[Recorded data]
---+---

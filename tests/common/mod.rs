//! Shared fixtures: an engine that records teardown-relevant calls, an
//! in-memory library loader and a counting allocator.

#![allow(dead_code)]

use std::cell::{Cell, RefCell};
use std::collections::HashMap;
use std::path::{Path, PathBuf};
use std::ptr::NonNull;
use std::rc::Rc;
use std::sync::atomic::{AtomicUsize, Ordering};
use std::sync::Arc;

use tracing_subscriber::EnvFilter;

use just_embed::config::{PLUGIN_INIT_PROC_NAME, PLUGIN_SUFFIX};
use just_embed::engine::{
    ArrayBufferAllocator, ContextId, CreateParams, DefaultAllocator, Engine, EngineError,
    HandleScopeId, HeapEngine, IsolateId, JsValue, ObjectId, ObjectTemplate, Persistable,
    PersistentId, ScriptError,
};
use just_embed::runner::class_registry;
use just_embed::runner::plugin::{LibraryLoader, ModuleError, NativeLibrary, PluginInitFn};

/// Initialize tracing for tests.
pub fn init_tracing() {
    let _ = tracing_subscriber::fmt()
        .with_env_filter(EnvFilter::from_default_env())
        .with_test_writer()
        .try_init();
}

#[derive(Debug, Clone, PartialEq)]
pub enum Event {
    Purge,
    ExitContext(ContextId),
    PersistContext,
    PersistValue,
    ResetPersistent,
    ExitIsolate,
    DisposeIsolate,
}

pub type EventLog = Rc<RefCell<Vec<Event>>>;

/// [`HeapEngine`] that logs lifecycle calls.
pub struct RecordingEngine {
    pub heap: HeapEngine,
    pub log: EventLog,
    /// Reject every `persist` call while set.
    pub fail_persist: Cell<bool>,
}

impl RecordingEngine {
    pub fn new() -> Rc<Self> {
        Rc::new(RecordingEngine {
            heap: HeapEngine::new(),
            log: Rc::new(RefCell::new(Vec::new())),
            fail_persist: Cell::new(false),
        })
    }

    fn record(&self, event: Event) {
        self.log.borrow_mut().push(event);
    }

    pub fn events(&self) -> Vec<Event> {
        self.log.borrow().clone()
    }

    pub fn clear(&self) {
        self.log.borrow_mut().clear();
    }

    /// Record a `Purge` event when the registry of `isolate` is cleaned up.
    pub fn watch_purge(&self, isolate: IsolateId) {
        let log = self.log.clone();
        class_registry::on_cleanup(isolate, move |_| log.borrow_mut().push(Event::Purge));
    }
}

impl Engine for RecordingEngine {
    fn new_isolate(&self, params: CreateParams) -> Result<IsolateId, EngineError> {
        self.heap.new_isolate(params)
    }

    fn enter_isolate(&self, isolate: IsolateId) {
        self.heap.enter_isolate(isolate)
    }

    fn exit_isolate(&self, isolate: IsolateId) {
        self.record(Event::ExitIsolate);
        self.heap.exit_isolate(isolate)
    }

    fn dispose_isolate(&self, isolate: IsolateId) {
        self.record(Event::DisposeIsolate);
        self.heap.dispose_isolate(isolate)
    }

    fn current_isolate(&self) -> Option<IsolateId> {
        self.heap.current_isolate()
    }

    fn open_handle_scope(&self, isolate: IsolateId) -> Result<HandleScopeId, EngineError> {
        self.heap.open_handle_scope(isolate)
    }

    fn close_handle_scope(&self, isolate: IsolateId, scope: HandleScopeId) {
        self.heap.close_handle_scope(isolate, scope)
    }

    fn new_context(
        &self,
        isolate: IsolateId,
        global: &ObjectTemplate,
    ) -> Result<ContextId, EngineError> {
        self.heap.new_context(isolate, global)
    }

    fn enter_context(&self, isolate: IsolateId, context: ContextId) -> Result<(), EngineError> {
        self.heap.enter_context(isolate, context)
    }

    fn exit_context(&self, isolate: IsolateId, context: ContextId) {
        self.record(Event::ExitContext(context));
        self.heap.exit_context(isolate, context)
    }

    fn current_context(&self, isolate: IsolateId) -> Option<ContextId> {
        self.heap.current_context(isolate)
    }

    fn global_object(
        &self,
        isolate: IsolateId,
        context: ContextId,
    ) -> Result<ObjectId, EngineError> {
        self.heap.global_object(isolate, context)
    }

    fn persist(&self, isolate: IsolateId, target: Persistable) -> Result<PersistentId, EngineError> {
        self.record(match target {
            Persistable::Context(_) => Event::PersistContext,
            Persistable::Value(_) => Event::PersistValue,
        });
        if self.fail_persist.get() {
            return Err(EngineError::ContextCreation {
                reason: "persistent handle table full".to_string(),
            });
        }
        self.heap.persist(isolate, target)
    }

    fn resolve_persistent(&self, isolate: IsolateId, id: PersistentId) -> Option<Persistable> {
        self.heap.resolve_persistent(isolate, id)
    }

    fn reset_persistent(&self, isolate: IsolateId, id: PersistentId) {
        self.record(Event::ResetPersistent);
        self.heap.reset_persistent(isolate, id)
    }

    fn new_object(&self, isolate: IsolateId) -> Result<ObjectId, EngineError> {
        self.heap.new_object(isolate)
    }

    fn instantiate(
        &self,
        isolate: IsolateId,
        template: &ObjectTemplate,
    ) -> Result<JsValue, EngineError> {
        self.heap.instantiate(isolate, template)
    }

    fn set_property(
        &self,
        isolate: IsolateId,
        object: ObjectId,
        key: &str,
        value: JsValue,
    ) -> Result<(), EngineError> {
        self.heap.set_property(isolate, object, key, value)
    }

    fn get_property(
        &self,
        isolate: IsolateId,
        object: ObjectId,
        key: &str,
    ) -> Result<JsValue, EngineError> {
        self.heap.get_property(isolate, object, key)
    }

    fn new_array_buffer(&self, isolate: IsolateId, len: usize) -> Result<ObjectId, EngineError> {
        self.heap.new_array_buffer(isolate, len)
    }

    fn run_script(
        &self,
        isolate: IsolateId,
        context: ContextId,
        source: &str,
        origin: &str,
    ) -> Result<JsValue, ScriptError> {
        self.heap.run_script(isolate, context, source, origin)
    }
}

/// In-memory stand-in for a shared library.
struct FakeLibrary {
    path: PathBuf,
    init: Option<PluginInitFn>,
    closed: Rc<Cell<usize>>,
}

impl NativeLibrary for FakeLibrary {
    fn init_fn(&self, symbol: &str) -> Result<PluginInitFn, ModuleError> {
        match self.init {
            Some(init) if symbol == PLUGIN_INIT_PROC_NAME => Ok(init),
            _ => Err(ModuleError::MissingEntryPoint {
                path: self.path.clone(),
                symbol: symbol.to_string(),
            }),
        }
    }

    fn path(&self) -> &Path {
        &self.path
    }
}

impl Drop for FakeLibrary {
    fn drop(&mut self) {
        self.closed.set(self.closed.get() + 1);
    }
}

/// Loader serving [`FakeLibrary`] instances from a fixed map of paths.
#[derive(Default)]
pub struct FakeLoader {
    libraries: HashMap<PathBuf, Option<PluginInitFn>>,
    opened: Cell<usize>,
    closed: Rc<Cell<usize>>,
}

impl FakeLoader {
    pub fn new() -> Self {
        FakeLoader::default()
    }

    /// Serve `name` from `dir` with the given entry point.
    pub fn with_module(mut self, dir: &str, name: &str, init: PluginInitFn) -> Self {
        self.libraries.insert(module_path(dir, name), Some(init));
        self
    }

    /// Serve `name` from `dir` as a library without an entry point.
    pub fn with_library(mut self, dir: &str, name: &str) -> Self {
        self.libraries.insert(module_path(dir, name), None);
        self
    }

    pub fn opened(&self) -> usize {
        self.opened.get()
    }

    pub fn closed(&self) -> usize {
        self.closed.get()
    }
}

pub fn module_path(dir: &str, name: &str) -> PathBuf {
    Path::new(dir).join(format!("{}{}", name, PLUGIN_SUFFIX))
}

impl LibraryLoader for FakeLoader {
    fn exists(&self, path: &Path) -> bool {
        self.libraries.contains_key(path)
    }

    fn open(&self, path: &Path) -> Result<Box<dyn NativeLibrary>, ModuleError> {
        let init = self
            .libraries
            .get(path)
            .copied()
            .ok_or_else(|| ModuleError::Load {
                path: path.to_path_buf(),
                reason: "no such library".to_string(),
            })?;
        self.opened.set(self.opened.get() + 1);
        Ok(Box::new(FakeLibrary {
            path: path.to_path_buf(),
            init,
            closed: self.closed.clone(),
        }))
    }
}

/// Allocator that counts calls on top of [`DefaultAllocator`].
#[derive(Default)]
pub struct CountingAllocator {
    inner: DefaultAllocator,
    pub allocations: AtomicUsize,
    pub frees: AtomicUsize,
}

impl CountingAllocator {
    pub fn new() -> Arc<Self> {
        Arc::new(CountingAllocator::default())
    }

    pub fn outstanding_bytes(&self) -> usize {
        self.inner.allocated_bytes()
    }

    pub fn allocations(&self) -> usize {
        self.allocations.load(Ordering::SeqCst)
    }

    pub fn frees(&self) -> usize {
        self.frees.load(Ordering::SeqCst)
    }
}

impl ArrayBufferAllocator for CountingAllocator {
    fn allocate(&self, len: usize) -> Option<NonNull<u8>> {
        self.allocations.fetch_add(1, Ordering::SeqCst);
        self.inner.allocate(len)
    }

    fn allocate_uninitialized(&self, len: usize) -> Option<NonNull<u8>> {
        self.allocations.fetch_add(1, Ordering::SeqCst);
        self.inner.allocate_uninitialized(len)
    }

    unsafe fn free(&self, ptr: NonNull<u8>, len: usize) {
        self.frees.fetch_add(1, Ordering::SeqCst);
        self.inner.free(ptr, len)
    }
}
//! Loading extension modules into a context.

extern crate just_embed;

mod common;

use std::path::{Path, PathBuf};
use std::rc::Rc;

use common::{module_path, Event, FakeLoader, RecordingEngine};
use just_embed::config::{ModuleConfig, UnloadPolicy, PLUGIN_SUFFIX};
use just_embed::engine::{HeapEngine, JsValue, ScriptError};
use just_embed::runner::class_registry;
use just_embed::runner::plugin::{ModuleError, PluginScope};
use just_embed::runner::{Context, ContextError, ContextOptions, Module};

const PLUGIN_DIR: &str = "/opt/just/plugins";

mod greeter_plugin {
    use super::*;

    fn init(scope: &mut PluginScope<'_>) -> Result<JsValue, String> {
        let name = scope.module_name().to_string();
        scope.instantiate(&Module::new().value("name", name).value("ready", true))
    }

    just_embed::plugin_init!(init);
}

fn counter_init(scope: &mut PluginScope<'_>) -> Result<JsValue, String> {
    scope.instantiate(&Module::new().value("count", 0))
}

fn failing_init(_scope: &mut PluginScope<'_>) -> Result<JsValue, String> {
    Err("database unavailable".to_string())
}

struct Gadget;

fn gadget_init(scope: &mut PluginScope<'_>) -> Result<JsValue, String> {
    let proto = scope.instantiate(&Module::new().value("kind", "gadget"))?;
    scope
        .register_class::<Gadget>("Gadget", proto.clone())
        .map_err(|e| e.to_string())?;
    scope.instantiate(&Module::new().value("Gadget", proto))
}

fn standard_loader() -> FakeLoader {
    FakeLoader::new()
        .with_module(PLUGIN_DIR, "greeter", greeter_plugin::just_plugin_init)
        .with_module(PLUGIN_DIR, "counter", counter_init)
        .with_module(PLUGIN_DIR, "failing", failing_init)
        .with_module(PLUGIN_DIR, "gadget", gadget_init)
        .with_library(PLUGIN_DIR, "hollow")
}

fn context_with(loader: &Rc<FakeLoader>, policy: UnloadPolicy) -> Context {
    common::init_tracing();
    Context::new(
        Rc::new(HeapEngine::new()),
        ContextOptions::new()
            .search_path(PLUGIN_DIR)
            .with_loader(loader.clone())
            .unload_policy(policy),
    )
    .unwrap()
}

#[test]
fn test_missing_module_with_empty_search_path() {
    let mut ctx = Context::with_defaults(Rc::new(HeapEngine::new())).unwrap();
    assert!(ctx.search_paths().is_empty());
    assert_eq!(ctx.module_count(), 0);
    match ctx.load_module("missing") {
        Err(ModuleError::NotFound { name, searched }) => {
            assert_eq!(name, "missing");
            assert_eq!(
                searched,
                vec![Path::new(".").join(format!("missing{}", PLUGIN_SUFFIX))]
            );
        }
        other => panic!("unexpected {:?}", other),
    }
    assert_eq!(ctx.module_count(), 0);
}

#[test]
fn test_load_records_exports() {
    let loader = Rc::new(standard_loader());
    let mut ctx = context_with(&loader, UnloadPolicy::Retain);

    let exports = ctx.load_module("greeter").unwrap();
    assert!(exports.as_object().is_some());
    assert_eq!(ctx.module_count(), 1);
    assert_eq!(ctx.loaded_modules(), vec!["greeter".to_string()]);
    assert_eq!(ctx.module_exports("greeter"), Some(exports.clone()));

    ctx.set("greeter", exports);
    assert_eq!(ctx.run_script("greeter.name").unwrap(), JsValue::from("greeter"));
    assert_eq!(ctx.run_script("greeter.ready").unwrap(), JsValue::Boolean(true));
}

#[test]
fn test_reload_returns_existing_record() {
    let loader = Rc::new(standard_loader());
    let mut ctx = context_with(&loader, UnloadPolicy::Retain);

    let first = ctx.load_module("counter").unwrap();
    let second = ctx.load_module("counter").unwrap();
    assert_eq!(first, second);
    assert_eq!(loader.opened(), 1);
    assert_eq!(ctx.module_count(), 1);
}

#[test]
fn test_init_failure_is_distinguishable() {
    let loader = Rc::new(standard_loader());
    let mut ctx = context_with(&loader, UnloadPolicy::Retain);

    let err = ctx.load_module("failing").unwrap_err();
    assert!(err.is_init_failure());
    match err {
        ModuleError::Init { name, message } => {
            assert_eq!(name, "failing");
            assert_eq!(message, "database unavailable");
        }
        other => panic!("unexpected {:?}", other),
    }
    assert_eq!(ctx.module_count(), 0);
    // Retained: the library may already have handed out code.
    assert_eq!(loader.closed(), 0);

    let missing = ctx.load_module("absent").unwrap_err();
    assert!(!missing.is_init_failure());
}

#[test]
fn test_init_failure_closes_library_when_unloading() {
    let loader = Rc::new(standard_loader());
    let mut ctx = context_with(&loader, UnloadPolicy::Unload);
    assert!(ctx.load_module("failing").unwrap_err().is_init_failure());
    assert_eq!(loader.closed(), 1);
}

#[test]
fn test_missing_entry_point() {
    let loader = Rc::new(standard_loader());
    let mut ctx = context_with(&loader, UnloadPolicy::Unload);
    match ctx.load_module("hollow") {
        Err(ModuleError::MissingEntryPoint { path, symbol }) => {
            assert_eq!(path, module_path(PLUGIN_DIR, "hollow"));
            assert_eq!(symbol, just_embed::config::PLUGIN_INIT_PROC_NAME);
        }
        other => panic!("unexpected {:?}", other),
    }
    assert_eq!(ctx.module_count(), 0);
    assert_eq!(loader.closed(), 1);
}

#[test]
fn test_destroy_with_loaded_modules_retains_libraries() {
    let engine = RecordingEngine::new();
    let loader = Rc::new(standard_loader());
    let mut ctx = Context::new(
        engine.clone(),
        ContextOptions::new()
            .search_path(PLUGIN_DIR)
            .with_loader(loader.clone()),
    )
    .unwrap();
    let context = ctx.id().unwrap();
    engine.watch_purge(ctx.isolate().unwrap());
    ctx.load_module("greeter").unwrap();
    ctx.load_module("counter").unwrap();
    assert_eq!(ctx.module_count(), 2);

    engine.clear();
    ctx.destroy();
    let events = engine.events();
    assert_eq!(events[0], Event::Purge);
    assert_eq!(events[1], Event::ExitContext(context));
    // Scope reference, then both module exports.
    assert_eq!(
        &events[2..5],
        &[
            Event::ResetPersistent,
            Event::ResetPersistent,
            Event::ResetPersistent
        ]
    );
    assert_eq!(&events[5..], &[Event::ExitIsolate, Event::DisposeIsolate]);
    assert_eq!(loader.opened(), 2);
    assert_eq!(loader.closed(), 0);
    assert_eq!(engine.heap.disposed_isolates(), 1);
}

#[test]
fn test_unload_policy_closes_libraries_after_dispose() {
    let loader = Rc::new(standard_loader());
    let mut ctx = context_with(&loader, UnloadPolicy::Unload);
    ctx.load_module("greeter").unwrap();
    ctx.load_module("counter").unwrap();
    assert_eq!(loader.closed(), 0);
    ctx.destroy();
    assert_eq!(loader.closed(), 2);
}

#[test]
fn test_unload_module() {
    let loader = Rc::new(standard_loader());
    let mut ctx = context_with(&loader, UnloadPolicy::Retain);
    ctx.load_module("counter").unwrap();

    assert!(ctx.unload_module("counter"));
    assert_eq!(ctx.module_count(), 0);
    assert_eq!(ctx.module_exports("counter"), None);
    assert_eq!(loader.closed(), 1);
    assert!(!ctx.unload_module("counter"));

    ctx.load_module("counter").unwrap();
    assert_eq!(loader.opened(), 2);
}

#[test]
fn test_require_from_script() {
    let loader = Rc::new(standard_loader());
    let ctx = context_with(&loader, UnloadPolicy::Retain);

    assert_eq!(
        ctx.run_script("var g = require('greeter'); g.name").unwrap(),
        JsValue::from("greeter")
    );
    assert_eq!(ctx.module_count(), 1);
    ctx.run_script("var again = require('greeter')").unwrap();
    assert_eq!(ctx.get("again").unwrap(), ctx.get("g").unwrap());
    assert_eq!(loader.opened(), 1);

    match ctx.run_script("require('nowhere')") {
        Err(ContextError::Script(ScriptError::Native(msg))) => {
            assert!(msg.contains("nowhere"), "{}", msg)
        }
        other => panic!("unexpected {:?}", other),
    }
}

#[test]
fn test_search_paths_probe_in_order() {
    let loader = Rc::new(FakeLoader::new().with_module("/second", "counter", counter_init));
    let mut ctx = Context::new(
        Rc::new(HeapEngine::new()),
        ContextOptions::new()
            .search_path("/first")
            .with_loader(loader.clone()),
    )
    .unwrap();
    assert!(matches!(
        ctx.load_module("counter"),
        Err(ModuleError::NotFound { .. })
    ));
    ctx.add_search_path("/second");
    assert_eq!(
        ctx.search_paths(),
        vec![PathBuf::from("/first"), PathBuf::from("/second")]
    );
    ctx.load_module("counter").unwrap();

    ctx.set_search_paths(Vec::new());
    assert!(ctx.search_paths().is_empty());
    // Already loaded modules stay available.
    assert!(ctx.load_module("counter").is_ok());
}

#[test]
fn test_module_classes_purged_with_context() {
    let loader = Rc::new(standard_loader());
    let mut ctx = context_with(&loader, UnloadPolicy::Retain);
    let isolate = ctx.isolate().unwrap();
    ctx.load_module("gadget").unwrap();
    assert_eq!(class_registry::class_name::<Gadget>(isolate).as_deref(), Some("Gadget"));

    ctx.destroy();
    assert_eq!(class_registry::class_count(isolate), 0);
}

#[test]
fn test_load_on_inert_context() {
    let mut ctx = Context::default();
    assert!(matches!(ctx.load_module("greeter"), Err(ModuleError::Inert)));
    assert!(!ctx.unload_module("greeter"));
    assert_eq!(ctx.module_count(), 0);
}

#[test]
fn test_load_configured_modules() {
    let config = ModuleConfig::parse(&format!(
        r#"
[context]
default_globals = false

[modules]
search_path = ["{dir}"]
unload = "unload"
preload = [
    {{ name = "greeter", bind = "hello" }},
    {{ name = "counter" }},
    {{ name = "failing", enabled = false }},
]
"#,
        dir = PLUGIN_DIR
    ))
    .unwrap();

    let loader = Rc::new(standard_loader());
    let mut ctx = Context::new(
        Rc::new(HeapEngine::new()),
        ContextOptions::from_config(&config).with_loader(loader.clone()),
    )
    .unwrap();
    assert_eq!(ctx.get("require").unwrap(), JsValue::Undefined);

    ctx.load_configured_modules(&config).unwrap();
    assert_eq!(ctx.loaded_modules(), vec!["counter".to_string(), "greeter".to_string()]);
    assert_eq!(ctx.run_script("hello.name").unwrap(), JsValue::from("greeter"));
    assert_eq!(ctx.run_script("counter.count").unwrap(), JsValue::from(0));

    drop(ctx);
    assert_eq!(loader.closed(), 2);
}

---+---

Task brief ::
Your task is to find each line in the entries that contains the string "memory" and copy it.

Output for this exercise ::
//! in-memory library loader and a counting allocator.
/// In-memory stand-in for a shared library.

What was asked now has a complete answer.